Unwittingly, the APC seemed to have admitted there was indeed a move to sack the Senate president.
“Why did the Senate president reconvene the National Assembly? Ostensibly, it was a pre-emptive move to frustrate federal lawmakers’ effort to impeach him,” APC’s acting national publicity secretary, Yekini Nabena, said, urging security agencies to probe the matter.
But the opposition Peoples Democratic Party (PDP) in a counter statement by its spokesman, Kola Ologbondiyan, asked: “Is it not schizophrenic for the APC, a day after the invasion, to accuse Saraki of triggering security issues at the National Assembly, when the presidency had already ‘found’ DSS director-general wanting and summarily sacked him for the invasion?”
The presidency, meanwhile, has insisted President Muhammadu Buhari was carried along in the decision to fire Daura.
It made the clarification following insinuations that Osinbajo acted alone.
However, at a world press conference, yesterday, Saraki and House of Representatives Speaker Yakubu Dogara sought an investigation into the matter and bringing of the perpetrators to book.
“We owe it to ourselves to ensure that such a situation never occurs again. Many agencies have abused their powers and acted outside the ambit of the law on occasion.
Where abuses occur, similar actions must be taken immediately and full investigation instituted,” the leaders said in a joint statement.
“Government must ensure that security agencies remain neutral and act in line with the position of the constitution as well as their enabling laws.
Heads of agencies should be accountable, and those who step out of line must be held responsible for their actions.
Enough with impunity! Enough with the reckless and senseless deployment of militaristic force! Enough!”
Both men described the invasion as “an act of cowardice by those seeking to carry out an illegal impeachment of the leadership of the senate in flagrant disregard of the law; people who seek control at all costs, by whatever means, never minding the injury to democratic norms.”
They reiterated that the legislature, “more than any other institution in this country, more than any other arm of government, represents the will of the people,” stressing: “We are elected by the people, and an assault on the legislature is an assault on the people of Nigeria.
The forcible shutdown of the legislature was an unconscionable assault on a national institution.”
Denouncing the alleged moves to change the leadership of the National Assembly, they insisted: “The day two thirds of our members feel they do not have confidence in our leadership, we will gracefully bow out.”
The leaders commended Osinbajo’s sack of Daura.
Although “the damage control so far does not address the question of how this invasion was allowed to happen in the first place,” they nevertheless admitted: “His decisive action went a long way towards restoring confidence in the image of our country.
It sent a powerful message that the DSS cannot be recklessly deployed against institutions of our democracy.”
Meanwhile, the sacked director general of the DSS, Lawal Musa Daura, could remain under house arrest, a presidency source has disclosed.

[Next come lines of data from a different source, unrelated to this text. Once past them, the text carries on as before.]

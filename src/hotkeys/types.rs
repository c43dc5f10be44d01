//! Core hotkey value types.
//!
//! This module provides:
//! - `Hotkey` - four modifier flags plus a virtual-key code
//! - `Shortcut` - the same combination as a Win32-style modifier mask
//! - `HotkeyHandle` - the canonical 16-bit map key derived from a hotkey
//! - `ShortcutParseError` - detailed parse errors for user feedback

use serde::{Deserialize, Serialize};
use std::fmt;
use thiserror::Error;

/// Modifier mask bits used by `Shortcut` (same values as `RegisterHotKey`).
pub const MOD_ALT: u16 = 0x0001;
pub const MOD_CONTROL: u16 = 0x0002;
pub const MOD_SHIFT: u16 = 0x0004;
pub const MOD_WIN: u16 = 0x0008;

/// Errors that can occur when parsing a shortcut string.
#[derive(Error, Debug, Clone, PartialEq, Eq)]
pub enum ShortcutParseError {
    #[error("shortcut string is empty")]
    Empty,
    #[error("shortcut has no key, only modifiers")]
    MissingKey,
    #[error("shortcut has no modifier")]
    MissingModifier,
    #[error("unknown token '{0}' in shortcut")]
    UnknownToken(String),
    #[error("unknown key '{0}'")]
    UnknownKey(String),
}

/// A modifier-keys + key-code combination.
///
/// Equality is structural. A hotkey with no modifier or a zero key code is
/// never valid.
#[derive(
    Clone, Copy, Debug, Default, PartialEq, Eq, Hash, PartialOrd, Ord, Serialize, Deserialize,
)]
pub struct Hotkey {
    #[serde(default)]
    pub win: bool,
    #[serde(default)]
    pub ctrl: bool,
    #[serde(default)]
    pub shift: bool,
    #[serde(default)]
    pub alt: bool,
    #[serde(default)]
    pub key: u8,
}

impl Hotkey {
    pub fn new(win: bool, ctrl: bool, shift: bool, alt: bool, key: u8) -> Self {
        Self {
            win,
            ctrl,
            shift,
            alt,
            key,
        }
    }

    pub fn has_modifier(&self) -> bool {
        self.win || self.ctrl || self.shift || self.alt
    }

    pub fn is_valid(&self) -> bool {
        self.has_modifier() && self.key != 0
    }

    pub fn handle(&self) -> HotkeyHandle {
        HotkeyHandle::encode(self)
    }

    pub fn to_shortcut(&self) -> Shortcut {
        Shortcut::from(*self)
    }
}

impl fmt::Display for Hotkey {
    fn fmt(&self, f: &mut fmt::Formatter<'_>) -> fmt::Result {
        write!(f, "{}", self.to_shortcut())
    }
}

/// Canonical 16-bit encoding of a `Hotkey`.
///
/// Bits 0-7 hold the key code, bit 8 Win, bit 9 Ctrl, bit 10 Shift, bit 11 Alt.
#[derive(Clone, Copy, Debug, Default, PartialEq, Eq, Hash, PartialOrd, Ord)]
pub struct HotkeyHandle(pub u16);

impl HotkeyHandle {
    const WIN_BIT: u16 = 1 << 8;
    const CTRL_BIT: u16 = 1 << 9;
    const SHIFT_BIT: u16 = 1 << 10;
    const ALT_BIT: u16 = 1 << 11;

    pub fn encode(hotkey: &Hotkey) -> Self {
        let mut handle = hotkey.key as u16;
        if hotkey.win {
            handle |= Self::WIN_BIT;
        }
        if hotkey.ctrl {
            handle |= Self::CTRL_BIT;
        }
        if hotkey.shift {
            handle |= Self::SHIFT_BIT;
        }
        if hotkey.alt {
            handle |= Self::ALT_BIT;
        }
        Self(handle)
    }

    pub fn decode(self) -> Hotkey {
        Hotkey {
            win: self.0 & Self::WIN_BIT != 0,
            ctrl: self.0 & Self::CTRL_BIT != 0,
            shift: self.0 & Self::SHIFT_BIT != 0,
            alt: self.0 & Self::ALT_BIT != 0,
            key: (self.0 & 0x00FF) as u8,
        }
    }

    pub fn value(self) -> u16 {
        self.0
    }
}

impl From<Hotkey> for HotkeyHandle {
    fn from(hotkey: Hotkey) -> Self {
        Self::encode(&hotkey)
    }
}

impl fmt::Display for HotkeyHandle {
    fn fmt(&self, f: &mut fmt::Formatter<'_>) -> fmt::Result {
        write!(f, "{:#06x}", self.0)
    }
}

/// A hotkey expressed as a modifier mask plus a virtual-key code.
///
/// This is the form handed to the OS registration primitive and to
/// `Parameterized` actions.
#[derive(Clone, Copy, Debug, Default, PartialEq, Eq, Hash, PartialOrd, Ord)]
pub struct Shortcut {
    pub modifiers_mask: u16,
    pub vk_code: u16,
}

impl Shortcut {
    pub fn new(modifiers_mask: u16, vk_code: u16) -> Self {
        Self {
            modifiers_mask,
            vk_code,
        }
    }

    pub fn to_hotkey(&self) -> Hotkey {
        Hotkey::from(*self)
    }

    pub fn handle(&self) -> HotkeyHandle {
        self.to_hotkey().handle()
    }

    /// Parse strings such as `"win+ctrl+shift+k"` or `"Ctrl+Alt+F4"`.
    pub fn parse(s: &str) -> Result<Self, ShortcutParseError> {
        let s = s.trim();
        if s.is_empty() {
            return Err(ShortcutParseError::Empty);
        }

        let mut modifiers_mask = 0u16;
        let mut key_part: Option<&str> = None;

        for part in s.split('+').map(str::trim).filter(|p| !p.is_empty()) {
            match part.to_lowercase().as_str() {
                "win" | "super" | "meta" | "cmd" | "command" => modifiers_mask |= MOD_WIN,
                "ctrl" | "control" | "ctl" => modifiers_mask |= MOD_CONTROL,
                "shift" | "shft" => modifiers_mask |= MOD_SHIFT,
                "alt" | "opt" | "option" | "menu" => modifiers_mask |= MOD_ALT,
                _ => {
                    if key_part.is_some() {
                        return Err(ShortcutParseError::UnknownToken(part.to_string()));
                    }
                    key_part = Some(part);
                }
            }
        }

        let key = key_part.ok_or(ShortcutParseError::MissingKey)?;
        let vk_code =
            vk_from_name(key).ok_or_else(|| ShortcutParseError::UnknownKey(key.to_string()))?;
        if modifiers_mask == 0 {
            return Err(ShortcutParseError::MissingModifier);
        }

        Ok(Self {
            modifiers_mask,
            vk_code: vk_code as u16,
        })
    }
}

impl From<Hotkey> for Shortcut {
    fn from(hotkey: Hotkey) -> Self {
        let mut modifiers_mask = 0;
        if hotkey.win {
            modifiers_mask |= MOD_WIN;
        }
        if hotkey.ctrl {
            modifiers_mask |= MOD_CONTROL;
        }
        if hotkey.shift {
            modifiers_mask |= MOD_SHIFT;
        }
        if hotkey.alt {
            modifiers_mask |= MOD_ALT;
        }
        Self {
            modifiers_mask,
            vk_code: hotkey.key as u16,
        }
    }
}

impl From<Shortcut> for Hotkey {
    fn from(shortcut: Shortcut) -> Self {
        Self {
            win: shortcut.modifiers_mask & MOD_WIN != 0,
            ctrl: shortcut.modifiers_mask & MOD_CONTROL != 0,
            shift: shortcut.modifiers_mask & MOD_SHIFT != 0,
            alt: shortcut.modifiers_mask & MOD_ALT != 0,
            // Codes outside the byte range cannot be encoded and become invalid.
            key: u8::try_from(shortcut.vk_code).unwrap_or(0),
        }
    }
}

impl fmt::Display for Shortcut {
    fn fmt(&self, f: &mut fmt::Formatter<'_>) -> fmt::Result {
        let mut parts: Vec<String> = Vec::new();
        if self.modifiers_mask & MOD_SHIFT != 0 {
            parts.push("shift".to_string());
        }
        if self.modifiers_mask & MOD_CONTROL != 0 {
            parts.push("ctrl".to_string());
        }
        if self.modifiers_mask & MOD_WIN != 0 {
            parts.push("win".to_string());
        }
        if self.modifiers_mask & MOD_ALT != 0 {
            parts.push("alt".to_string());
        }
        parts.push(key_name(self.vk_code));
        write!(f, "{}", parts.join("+"))
    }
}

/// Virtual-key code table (code, canonical name).
const KEY_NAMES: &[(u8, &str)] = &[
    (0x08, "backspace"),
    (0x09, "tab"),
    (0x0D, "enter"),
    (0x13, "pause"),
    (0x14, "capslock"),
    (0x1B, "escape"),
    (0x20, "space"),
    (0x21, "pageup"),
    (0x22, "pagedown"),
    (0x23, "end"),
    (0x24, "home"),
    (0x25, "left"),
    (0x26, "up"),
    (0x27, "right"),
    (0x28, "down"),
    (0x2C, "printscreen"),
    (0x2D, "insert"),
    (0x2E, "delete"),
    (0x60, "numpad0"),
    (0x61, "numpad1"),
    (0x62, "numpad2"),
    (0x63, "numpad3"),
    (0x64, "numpad4"),
    (0x65, "numpad5"),
    (0x66, "numpad6"),
    (0x67, "numpad7"),
    (0x68, "numpad8"),
    (0x69, "numpad9"),
    (0x6A, "multiply"),
    (0x6B, "add"),
    (0x6D, "subtract"),
    (0x6E, "decimal"),
    (0x6F, "divide"),
    (0xBA, "semicolon"),
    (0xBB, "equal"),
    (0xBC, "comma"),
    (0xBD, "minus"),
    (0xBE, "period"),
    (0xBF, "slash"),
    (0xC0, "backquote"),
    (0xDB, "bracketleft"),
    (0xDC, "backslash"),
    (0xDD, "bracketright"),
    (0xDE, "quote"),
];

/// Resolve a key name (`"k"`, `"F5"`, `"esc"`, `";"`) to a virtual-key code.
pub fn vk_from_name(name: &str) -> Option<u8> {
    let lower = name.trim().to_lowercase();
    let canonical = match lower.as_str() {
        "esc" => "escape",
        "return" => "enter",
        "del" => "delete",
        "ins" => "insert",
        "back" => "backspace",
        "pgup" => "pageup",
        "pgdn" | "pgdown" => "pagedown",
        "arrowleft" => "left",
        "arrowup" => "up",
        "arrowright" => "right",
        "arrowdown" => "down",
        ";" => "semicolon",
        "=" => "equal",
        "," => "comma",
        "-" => "minus",
        "." => "period",
        "/" => "slash",
        "`" | "grave" => "backquote",
        "[" => "bracketleft",
        "\\" => "backslash",
        "]" => "bracketright",
        "'" => "quote",
        other => other,
    };

    let bytes = canonical.as_bytes();
    if bytes.len() == 1 {
        let c = bytes[0];
        if c.is_ascii_lowercase() {
            return Some(c.to_ascii_uppercase());
        }
        if c.is_ascii_digit() {
            return Some(c);
        }
    }

    if let Some(n) = canonical
        .strip_prefix('f')
        .and_then(|rest| rest.parse::<u8>().ok())
    {
        if (1..=24).contains(&n) {
            return Some(0x70 + n - 1);
        }
    }

    KEY_NAMES
        .iter()
        .find(|(_, n)| *n == canonical)
        .map(|(code, _)| *code)
}

/// Human-readable name for a virtual-key code; unknown codes render as hex.
pub fn key_name(vk_code: u16) -> String {
    let Ok(code) = u8::try_from(vk_code) else {
        return format!("{:#x}", vk_code);
    };
    match code {
        b'A'..=b'Z' => (code as char).to_ascii_lowercase().to_string(),
        b'0'..=b'9' => (code as char).to_string(),
        0x70..=0x87 => format!("f{}", code - 0x70 + 1),
        _ => KEY_NAMES
            .iter()
            .find(|(c, _)| *c == code)
            .map(|(_, name)| name.to_string())
            .unwrap_or_else(|| format!("{:#04x}", code)),
    }
}

#[cfg(test)]
mod tests {
    use super::*;

    #[test]
    fn handle_bit_layout_matches_documented_encoding() {
        let key_only = Hotkey::new(false, false, false, false, 0x4B);
        assert_eq!(key_only.handle().value(), 0x004B);

        assert_eq!(Hotkey::new(true, false, false, false, 0).handle().value(), 1 << 8);
        assert_eq!(Hotkey::new(false, true, false, false, 0).handle().value(), 1 << 9);
        assert_eq!(Hotkey::new(false, false, true, false, 0).handle().value(), 1 << 10);
        assert_eq!(Hotkey::new(false, false, false, true, 0).handle().value(), 1 << 11);

        let all = Hotkey::new(true, true, true, true, 0xFF);
        assert_eq!(all.handle().value(), 0x0FFF);
    }

    #[test]
    fn handle_is_injective_over_the_used_bits() {
        let mut seen = std::collections::HashSet::new();
        for mods in 0u8..16 {
            for key in 0u8..=255 {
                let hotkey = Hotkey::new(
                    mods & 1 != 0,
                    mods & 2 != 0,
                    mods & 4 != 0,
                    mods & 8 != 0,
                    key,
                );
                assert!(seen.insert(hotkey.handle()), "duplicate handle for {:?}", hotkey);
                assert_eq!(hotkey.handle().decode(), hotkey);
            }
        }
        assert_eq!(seen.len(), 16 * 256);
    }

    #[test]
    fn validity_requires_modifier_and_key() {
        assert!(!Hotkey::new(false, false, false, false, 0x41).is_valid());
        assert!(!Hotkey::new(false, true, false, false, 0).is_valid());
        assert!(Hotkey::new(false, true, false, false, 0x41).is_valid());
    }

    #[test]
    fn shortcut_conversion_preserves_modifiers() {
        let hotkey = Hotkey::new(true, false, true, true, 0x54);
        let shortcut = Shortcut::from(hotkey);
        assert_eq!(shortcut.modifiers_mask, MOD_WIN | MOD_SHIFT | MOD_ALT);
        assert_eq!(shortcut.vk_code, 0x54);
        assert_eq!(Hotkey::from(shortcut), hotkey);
    }

    #[test]
    fn shortcut_with_wide_key_code_becomes_invalid() {
        let shortcut = Shortcut::new(MOD_CONTROL, 0x1FF);
        let hotkey = shortcut.to_hotkey();
        assert_eq!(hotkey.key, 0);
        assert!(!hotkey.is_valid());
    }

    #[test]
    fn parse_accepts_aliases_and_case() {
        let shortcut = Shortcut::parse("Control+Super+K").unwrap();
        assert_eq!(shortcut.modifiers_mask, MOD_CONTROL | MOD_WIN);
        assert_eq!(shortcut.vk_code, 0x4B);

        let shortcut = Shortcut::parse("alt + f4").unwrap();
        assert_eq!(shortcut.modifiers_mask, MOD_ALT);
        assert_eq!(shortcut.vk_code, 0x73);

        let shortcut = Shortcut::parse("ctrl+shift+esc").unwrap();
        assert_eq!(shortcut.vk_code, 0x1B);
    }

    #[test]
    fn parse_errors() {
        assert_eq!(Shortcut::parse("  "), Err(ShortcutParseError::Empty));
        assert_eq!(Shortcut::parse("ctrl+shift"), Err(ShortcutParseError::MissingKey));
        assert_eq!(Shortcut::parse("k"), Err(ShortcutParseError::MissingModifier));
        assert_eq!(
            Shortcut::parse("ctrl+k+j"),
            Err(ShortcutParseError::UnknownToken("j".to_string()))
        );
        assert_eq!(
            Shortcut::parse("ctrl+banana"),
            Err(ShortcutParseError::UnknownKey("banana".to_string()))
        );
    }

    #[test]
    fn display_orders_modifiers_shift_ctrl_win_alt() {
        let shortcut = Shortcut::new(MOD_ALT | MOD_WIN | MOD_CONTROL | MOD_SHIFT, 0x4B);
        assert_eq!(shortcut.to_string(), "shift+ctrl+win+alt+k");

        let shortcut = Shortcut::new(MOD_CONTROL, 0x7B);
        assert_eq!(shortcut.to_string(), "ctrl+f12");
    }

    #[test]
    fn key_names_round_trip_through_parse() {
        for name in ["a", "z", "0", "9", "f1", "f24", "space", "semicolon", "pagedown"] {
            let code = vk_from_name(name).unwrap();
            assert_eq!(key_name(code as u16), name);
        }
        assert_eq!(key_name(0xE8), "0xe8");
    }
}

The source confirmed that shortly after Daura’s dismissal by the Acting President, Yemi Osinbajo, on Tuesday, he was picked up by men of the Nigeria Police and is still being held in one of the guest houses at the presidential villa.
“He will remain there until several investigations over certain issues bordering on him are concluded,” the source added.
Daura’s dismissal came after Tuesday’s siege on the National Assembly complex by DSS operatives who prevented lawmakers from gaining access.